Peu importe si les employé·e·s y croient ou non, l’archive interprète elle-même cette réalité en se basant sur ses propres critères de gestion de l’information. Convaincue, elle est maintenant libre de naïvement transmettre l’histoire de Joan à d’autres instances et ainsi para-citer de nouveaux points d’ancrage peut être encore plus avantageux. Ç’a été le cas lors des préparatifs pour le Prix en art actuel du MNBAQ 2025 quand le musée national a fait l’emprunt d’une partition musicale de Joan appartenant à Artexte (document : no. 35153).
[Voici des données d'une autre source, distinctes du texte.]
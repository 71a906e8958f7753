//! Tracing subscriber setup.

use std::env;

use tracing_subscriber::EnvFilter;

/// Selects the log output format; `json` switches to one JSON object per line.
const LOG_FORMAT_VAR: &str = "HARVEST_LOG_FORMAT";

/// Output format of the log subscriber.
#[derive(Debug, Clone, Copy, PartialEq, Eq)]
pub enum LogFormat {
    Text,
    Json,
}

impl LogFormat {
    /// Read the format from `HARVEST_LOG_FORMAT`. Anything but `json` is text.
    pub fn from_env() -> Self {
        Self::parse(env::var(LOG_FORMAT_VAR).ok().as_deref())
    }

    fn parse(value: Option<&str>) -> Self {
        match value.map(str::trim) {
            Some(v) if v.eq_ignore_ascii_case("json") => Self::Json,
            _ => Self::Text,
        }
    }
}

/// Install the global subscriber.
///
/// The filter comes from `RUST_LOG` and defaults to `info`. Logs go to
/// stderr so command output on stdout stays clean.
pub fn init(format: LogFormat) {
    let filter = EnvFilter::try_from_default_env().unwrap_or_else(|_| EnvFilter::new("info"));
    let builder = tracing_subscriber::fmt()
        .with_env_filter(filter)
        .with_writer(std::io::stderr);

    match format {
        LogFormat::Json => builder.json().init(),
        LogFormat::Text => builder.init(),
    }
}
//! Store error types.
//!
//! This module defines the errors that can occur while talking to the index store.

use thiserror::Error;

/// Errors that can occur during index store operations.
#[derive(Error, Debug, Clone, PartialEq, Eq)]
pub enum StoreError {
    /// Failed to reach the store, or the request timed out.
    #[error("Connection error: {0}")]
    ConnectionError(String),

    /// The index to create already exists.
    #[error("Index already exists: {0}")]
    IndexAlreadyExists(String),

    /// The index or alias addressed by the request does not exist.
    #[error("Not found: {0}")]
    NotFound(String),

    /// The store rejected the request.
    #[error("Request failed with status {status}: {body}")]
    ApiError { status: u16, body: String },

    /// Failed to parse the store's response.
    #[error("Parse error: {0}")]
    ParseError(String),

    /// The client configuration is invalid.
    #[error("Invalid configuration: {0}")]
    InvalidConfig(String),
}

impl StoreError {
    /// Create a connection error.
    pub fn connection(msg: impl Into<String>) -> Self {
        Self::ConnectionError(msg.into())
    }

    /// Create an index already exists error.
    pub fn index_already_exists(index: impl Into<String>) -> Self {
        Self::IndexAlreadyExists(index.into())
    }

    /// Create a not found error.
    pub fn not_found(what: impl Into<String>) -> Self {
        Self::NotFound(what.into())
    }

    /// Create an API error from a status code and response body.
    pub fn api(status: u16, body: impl Into<String>) -> Self {
        Self::ApiError {
            status,
            body: body.into(),
        }
    }

    /// Create a parse error.
    pub fn parse(msg: impl Into<String>) -> Self {
        Self::ParseError(msg.into())
    }

    /// Create an invalid configuration error.
    pub fn invalid_config(msg: impl Into<String>) -> Self {
        Self::InvalidConfig(msg.into())
    }
}
//! Error types for the harvest pipeline.

use harvest_repository::StoreError;
use thiserror::Error;

/// Errors raised by collectors and their configuration.
#[derive(Error, Debug, Clone, PartialEq)]
pub enum CollectorError {
    /// The collector failed while producing a record.
    #[error("Collection error: {0}")]
    CollectionError(String),

    /// The collector is misconfigured.
    #[error("Configuration error: {0}")]
    ConfigError(String),
}

impl CollectorError {
    /// Create a collection error.
    pub fn collection(msg: impl Into<String>) -> Self {
        Self::CollectionError(msg.into())
    }

    /// Create a configuration error.
    pub fn config(msg: impl Into<String>) -> Self {
        Self::ConfigError(msg.into())
    }
}

/// Errors that abort a push.
///
/// Item-level store failures are not errors: they are reported in the
/// push summary.
#[derive(Error, Debug, Clone, PartialEq)]
pub enum PushError {
    /// Creating the index or repointing its alias failed. Nothing was written.
    #[error("Provisioning error: {0}")]
    Provisioning(#[source] StoreError),

    /// A bulk request could not be completed.
    #[error("Transport error: {0}")]
    Transport(#[source] StoreError),

    /// The collector failed while producing records.
    #[error("Collector error: {0}")]
    Collector(#[from] CollectorError),
}

/// Errors from running a selection of collectors.
#[derive(Error, Debug)]
pub enum RunnerError {
    /// No registered collector matched the selectors.
    #[error("no valid collectors specified")]
    NoCollectorsMatched,

    /// Some collectors reported failures or aborted.
    #[error("These collectors failed: {}", .0.join(", "))]
    CollectorsFailed(Vec<String>),
}
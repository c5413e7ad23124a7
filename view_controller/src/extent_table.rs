use std::collections::HashMap;
use std::fs::File;
use std::io::Read;
use std::path::Path;

use serde::Deserialize;

use crate::errors::ViewError;
use crate::types::{normalize_country_code, CountryExtent, LatLon, MapBounds};

const BUNDLED_EXTENTS: &str = include_str!("../assets/country_extents.csv");

#[derive(Debug, Deserialize)]
struct ExtentRecord {
    code: String,
    name: String,
    min_lat: f64,
    min_lon: f64,
    max_lat: f64,
    max_lon: f64,
    center_lat: Option<f64>,
    center_lon: Option<f64>,
}

impl ExtentRecord {
    fn into_extent(self) -> Result<CountryExtent, ViewError> {
        let code = normalize_country_code(&self.code)?;
        let bounds = MapBounds::new(self.min_lat, self.min_lon, self.max_lat, self.max_lon);
        if !bounds.is_valid() {
            return Err(ViewError::ExtentTable(format!(
                "Invalid bounding box for {}",
                code
            )));
        }

        let extent = CountryExtent::new(&code, self.name.trim(), bounds);
        match (self.center_lat, self.center_lon) {
            (Some(lat), Some(lon)) => {
                let center = LatLon::new(lat, lon);
                if !bounds.is_within_bounds(&center) {
                    return Err(ViewError::ExtentTable(format!(
                        "Center of {} lies outside its bounding box",
                        code
                    )));
                }
                Ok(extent.with_center(center))
            }
            (None, None) => Ok(extent),
            _ => Err(ViewError::ExtentTable(format!(
                "Incomplete center for {}",
                code
            ))),
        }
    }
}

/// Read-only lookup of country extents keyed by upper-case alpha-2 code.
///
/// The table is loaded once when the application starts, either from the
/// CSV bundled in the binary or from a file with the same columns:
/// `code,name,min_lat,min_lon,max_lat,max_lon,center_lat,center_lon`.
/// The two center columns may be left empty.
#[derive(Debug, Clone)]
pub struct ExtentTable {
    extents: HashMap<String, CountryExtent>,
}

impl ExtentTable {
    /// Builds a table from already constructed extents.
    ///
    /// # Errors
    /// - `ViewError::InvalidCode` - If an extent carries a malformed code.
    /// - `ViewError::ExtentTable` - If two extents share a code.
    pub fn new(extents: Vec<CountryExtent>) -> Result<Self, ViewError> {
        let mut table = HashMap::new();
        for mut extent in extents {
            let code = normalize_country_code(&extent.country_code)?;
            extent.country_code = code.clone();
            if table.insert(code.clone(), extent).is_some() {
                return Err(ViewError::ExtentTable(format!(
                    "Duplicated country code {}",
                    code
                )));
            }
        }
        Ok(Self { extents: table })
    }

    /// The table compiled into the binary.
    pub fn bundled() -> Result<Self, ViewError> {
        Self::from_reader(BUNDLED_EXTENTS.as_bytes())
    }

    /// Loads a table from a CSV file on disk.
    pub fn from_path(path: &Path) -> Result<Self, ViewError> {
        let file = File::open(path).map_err(|e| {
            ViewError::ExtentTable(format!("Cannot open {}: {}", path.display(), e))
        })?;
        Self::from_reader(file)
    }

    /// Parses CSV rows (with a header line) into a table.
    pub fn from_reader<R: Read>(reader: R) -> Result<Self, ViewError> {
        let mut csv_reader = csv::ReaderBuilder::new()
            .trim(csv::Trim::All)
            .from_reader(reader);

        let mut extents = Vec::new();
        for record in csv_reader.deserialize::<ExtentRecord>() {
            extents.push(record?.into_extent()?);
        }
        Self::new(extents)
    }

    /// Pure lookup of the extent for `code`. The code is normalized first, so
    /// `"pl"` and `"PL"` resolve to the same entry; anything that is not a
    /// two letter code resolves to nothing.
    pub fn resolve_extent(&self, code: &str) -> Option<&CountryExtent> {
        normalize_country_code(code)
            .ok()
            .and_then(|code| self.extents.get(&code))
    }

    /// Same lookup as [`ExtentTable::resolve_extent`], reporting why it failed.
    pub fn try_resolve(&self, code: &str) -> Result<&CountryExtent, ViewError> {
        let normalized = normalize_country_code(code)?;
        self.extents
            .get(&normalized)
            .ok_or(ViewError::UnknownExtent(normalized))
    }

    /// Known codes in alphabetical order.
    pub fn codes(&self) -> Vec<&str> {
        let mut codes: Vec<&str> = self.extents.keys().map(String::as_str).collect();
        codes.sort_unstable();
        codes
    }

    pub fn len(&self) -> usize {
        self.extents.len()
    }

    pub fn is_empty(&self) -> bool {
        self.extents.is_empty()
    }
}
Dans le rituel administratif de l’emprunt inter-institutionnel, la transmission corps-à-corps prend une dimension monumentale où plusieurs corps font circuler plusieurs documents dans plusieurs couloirs et courriels vers plusieurs bureaux où encore d’autres corps les attendent pour traitement. Cet effet collaboratif de ruche multiplie le poids des faits troqués, surtout quand les documents en question portent l’approbation de la haute direction, comme c’est le cas de « l’entente de prêt » signé par le DG du musée national Jean-Luc Murray, le 12 décembre 2024. 

 

« All of these things are intertwined and need sorted. » 

 

L’exposition au MNBAQ a certainement été un moment de haute visibilité pour Joan, mais aussi pour la musique de son groupe l’Empremier puisque la boutique du musée était le premier point de vente de son vinyle fraîchement pressé. Ironiquement, la circulation accrue de l’album dans la capitale nationale a alerté le flair des mélomanes locaux qui se sont mis aussitôt à creuser l’origine de la chansonnière et ainsi « rectifier » le catalogage « erroné » de l’artiste sur la plateforme préférée des collectionneurs de disques : Discogs. Un an plus tôt, l’utilisateur lxndress (un ami) avait infiltré la base de données et créé les entrées originales de Joan Dularge en « respectant [sa] back story », mais un fil de discussion archivé sur les forums de Discogs (#1119063) révèle un débat animé qui a ultimement mené à la re-catégorisation de Joan ainsi que son ancien prénom masculin Jean comme deux alter ego de Rémi Belliveau plus récents, basés sur un alter ego du chansonnier acadien Donat Lacroix datant de 1974.

 

La motivation du débat est rendue claire dans un commentaire fait par l’utilisateur teffjweedy qui souligne que toutes ces filiations dulargiennes sont « intertwined » et doivent ainsi être « sorted ». Ce réflexe s’appuie sur la notion que Joan ne peut pas être originale, qu’elle ne peut pas partager une origine avec un·e autre artiste et que son origine devrait être clarifiée. Telle est conçue l’archive. Et pourtant, les transmissions corps-à-corps qui transportent Joan vers notre moment présent remontent à d’autres musicien·ne·s acadien·ne·s trans des années 1960 et 1970 qui ne bénéficient pas de noms ni de remains, qui ne sont pas clairs, mais qu’on sait avoir bel et bien existé et que nous portons toujours dans nos corps. Joan est authentique à la hauteur de leur authenticité, tout comme iels étaient authentiques à la hauteur de l’authenticité de mucicien·ne·s acadien·ne·s trans qui les ont précédé·e·s, et ainsi de suite. Comme Michel Foucault écrivait : « ce qu’on trouve, au commencement historique des choses, ce n’est pas l’identité encore préservée de leur origine, – c’est la discorde des autres choses, c’est le disparate [2] » .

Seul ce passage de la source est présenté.